You may go with polynomials over $\mathbf F_2$, the smallest finite field and one of the representations of Boolean functions. Note, that in $\mathbf F_2$ for any $x$ (i.e. $1$ or $0$) the following relations hold:

$$x^2 = x, \quad x + x = 0.$$

The derivative is defined as:

$$\left(D \, f \right)(x) = f(x+1) - f(x)$$

which is also a finite difference. All the usual derivative properties, including the chain rule, are fulfilled. Indeed one can easily show it by studying every possible $f$ --- all the two of them: identity $x \mapsto x$ and negation $x \mapsto x+1$.

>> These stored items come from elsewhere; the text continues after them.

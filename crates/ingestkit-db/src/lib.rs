pub mod connection;
pub mod dialect;
pub mod fixtures;
pub mod query;
pub mod source;
pub mod test_utils; // Test utilities - available for integration tests

pub use connection::ConnectionPool;
pub use dialect::{Credentials, Dialect, DialectKind, Postgres, Redshift};
pub use query::fetch_dataset;
pub use source::{DatabaseSource, SourceQuery};
//! Settings commands

use serde_json::json;

use crate::commands::response::{respond, CommandResponse};
use crate::commands::AppContext;
use crate::error::StudioResult;
use crate::store::SettingsPatch;

/// Current settings verbatim.
pub async fn get_settings(ctx: &AppContext) -> CommandResponse {
    let result: StudioResult<_> = async {
        let settings = ctx.orchestrator.store().settings().await?;
        Ok(json!({ "settings": settings }))
    }
    .await;
    respond(result)
}

/// Apply a partial settings update; omitted fields keep their value.
pub async fn update_settings(ctx: &AppContext, patch: SettingsPatch) -> CommandResponse {
    let result: StudioResult<_> = async {
        let settings = ctx.orchestrator.store().update_settings(patch).await?;
        Ok(json!({ "settings": settings }))
    }
    .await;
    respond(result)
}

#[cfg(test)]
mod tests {
    use super::*;
    use crate::orchestrator::testing::Rig;
    use crate::orchestrator::Orchestrator;
    use std::path::PathBuf;

    #[tokio::test]
    async fn test_update_then_get_round_trips_the_changed_field() {
        let rig = Rig::with_targets(vec![]);
        let ctx = AppContext::new(Orchestrator::new(
            rig.orchestrator.paths().clone(),
            rig.lister.clone(),
            rig.capturer.clone(),
            rig.launcher.clone(),
        ));

        let before = get_settings(&ctx).await;
        assert!(before.success);

        let patch = SettingsPatch {
            output_directory: Some(PathBuf::from("/tmp/x")),
            ..Default::default()
        };
        let updated = update_settings(&ctx, patch).await;
        assert!(updated.success);

        let after = get_settings(&ctx).await;
        assert_eq!(after.data["settings"]["outputDirectory"], "/tmp/x");
        assert_eq!(
            after.data["settings"]["defaultDeviceId"],
            before.data["settings"]["defaultDeviceId"]
        );
        assert_eq!(
            after.data["settings"]["language"],
            before.data["settings"]["language"]
        );
    }
}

Well, considering one-variable functions $\mathbf F_2 \to \mathbf F_2$ is not very interesting and it is better to proceed with multivariable calculus on $\mathbf F_2^N = \underbrace{\mathbf F_2 \times \ldots \times \mathbf F_2}_N $. The directional derivative is defined as

$$\left(D_\boldsymbol u \, g \right)(\boldsymbol x) = g(\boldsymbol x+ \boldsymbol u) + g(\boldsymbol x)$$


$$g : \mathbf F_2^N \to \mathbf F_2, \quad \boldsymbol x, \boldsymbol u : \mathbf F_2^N$$

and $+$ is defined as component-wise addition:

$$\boldsymbol x + \boldsymbol u = \left(x_1 + u_1, \ldots , x_N + u_N \right).$$

The chain rule for the above g and $f : \mathbf F_2 \to \mathbf F_2$ is fulfilled:

$$\left(D_\boldsymbol u \; f \circ g \right)(\boldsymbol x) = (D_\boldsymbol u \; f) \, (g(\boldsymbol x)) \cdot (D_\boldsymbol u g)(\boldsymbol x),$$

which again is possible to prove by considering every possible $f$. At least this is how I was able to prove it, and I am not in anyway a mathematician. Unfortunately, a quick search over Google books reveals little (nothing?) on the chain rule for boolean functions. As for me I used "Boolean Functions in Coding Theory and Cryptography" by O. A. Loginov, A. A. Salnikov, and V. V. Yashchenko for the introduction to boolean functions, but again it does not go into the chain rule.

I would appreciate if anyone would point me some books or articles on the topic of derivatives of boolean functions, especially when one deals with functions of the type $\mathbf F_2^N \to \mathbf F_2^M$.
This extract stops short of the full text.